Tuesday, January 5, 2010

Letting the Genie Out of the Bottle

I just watched an amazing presentation on the source of genius and creativity by Elizabeth Gilbert, author of Eat Pray Love, that I want to share with you all on my writing blog this morning. Not only did it answer a few questions for me as an artist but it confirmed some of my own beliefs about art and the myth of the tortured artist. Elizabeth talks not only about writing but writing as an art form and the writer as an artist but about the other arts as well so this talk is essential for all creative people.

As a student majoring in fine arts (I have a Masters in painting) and as the offspring of artists I'm, more than most, fully aware of our stereotypes, culturally, about artists as tortured souls that pay for their genius (modern definition of the word being that genius is being really smart or creative) with terrible mental and emotional problems. The quintessential poster boy for this viewpoint is, of course, Vincent Van Gogh. The viewpoint is so all prevailing that I know artists who have considered themselves failures when they didn't die young, or bemoaned the fact they haven't had a nervous breakdown yet.

Normally sane people, in other words, will drink, take drugs, cultivate disruptive and destructive behaviors, just to fulfill society's prophecy that the creative individual is doomed. There are, naturally enough, tons and tons of examples. As I was studying art, being a rather sane individual that really didn't want to booze myself to death or suffer from mental illness just for my muse, I had plenty of cause to think about this topic. I was also studying art history at the same time and it's pretty easy to trace the history of the idea of artist as tortured individual from its origins. Great art has been produced of it, but is it really that useful of an idea? Can we change it?

Elizabeth wants to give us a new myth about artists and creativity and it's actually a very old myth. Watch and rejoice:

Monday, January 4, 2010

Counting to Completion

Old Pan Historia logoAs of this morning I'm 14,460 words, 28 pages, and 6 chapters into writing my first novel. I also have 1,667 words of saved cuts.

What's with the numbers I hear you ask? It's not about cranking it out there, but about the writing, man. Alright, that's not what you're asking - that's what I'm asking myself. I have often criticized the whole NaNoWriMo phenomena as a way of pushing output over quality. I think I understand better, now, why it's a good idea to overcome writer's block by short circuiting the whole anal retentive "it must be perfect" self-editorializing funk. Still my new obsession with numbers is not about writing 50,000 words in a single month. I am editing as I go along, and I started this particular resolution back on November 8, 2009.
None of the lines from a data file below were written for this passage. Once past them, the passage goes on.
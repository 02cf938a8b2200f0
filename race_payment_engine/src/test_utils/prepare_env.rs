use log::*;
use sqlx::{migrate::MigrateDatabase, Sqlite};

use crate::SqliteDatabase;

/// Creates a fresh, migrated database at `url` and initialises logging.
pub async fn prepare_test_env(url: &str) -> SqliteDatabase {
    dotenvy::from_filename(".env.test").ok();
    let _ = env_logger::try_init();
    debug!("🚀️ Logging initialised");
    create_database(url).await;
    let db = SqliteDatabase::new_with_url(url, 5).await.expect("Error creating connection to database");
    db.run_migrations().await.expect("Error running DB migrations");
    info!("🚀️ Migrations complete");
    db
}

/// A database URL in the system temp folder that no other test is using.
pub fn random_db_path() -> String {
    let path = std::env::temp_dir().join(format!("rpg_test_store_{}.db", rand::random::<u64>()));
    format!("sqlite://{}", path.display())
}

pub async fn create_database(url: &str) {
    if Sqlite::database_exists(url).await.unwrap_or(false) {
        if let Err(e) = Sqlite::drop_database(url).await {
            warn!("Error dropping database {url}: {e:?}");
        }
    }
    Sqlite::create_database(url).await.expect("Error creating database");
    info!("Created Sqlite database {url}");
}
I have long known that I needed something to push myself out of my own personal procrastination cycle when it came to writing my novel. I have written of my process here a couple of times in past blogs. Then in November I had the idea to start a writing group at my community web site, Pan Historia, which I dubbed Write Together. The purpose of the group, in all honesty, was twofold. One obvious reason was I felt that maybe a writing group of my peers where I was expected to show results would be a great way to give me a kick in the pants I needed. My other goal was to show that Pan Historia was not just a site where people fooled around and wrote purely for fun (though those are perfectly good and acceptable reasons to be there!) but also was a great hot house of creativity that could be a positive way for serious writers to have fun and improve their writing while doing it.

To prove that I needed to make myself a good example of it. It wasn't enough for me to know that there were a few published writers on the site, and a few people that had taken their writing to the next level after sharpening their tools at Pan. I needed to be one of those people I talk about. So here I am to tell you that I am 14,460 words farther along on my goal than I was on November 8, 2009, and that feels damn good. The counting is a game that helps me to keep my eye on the ball, and my feet on the trail. It's not about quantity, but the act of moving forward and having something I can measure to let me know I'm getting somewhere.

What game do you play to keep yourself on track with your writing goals?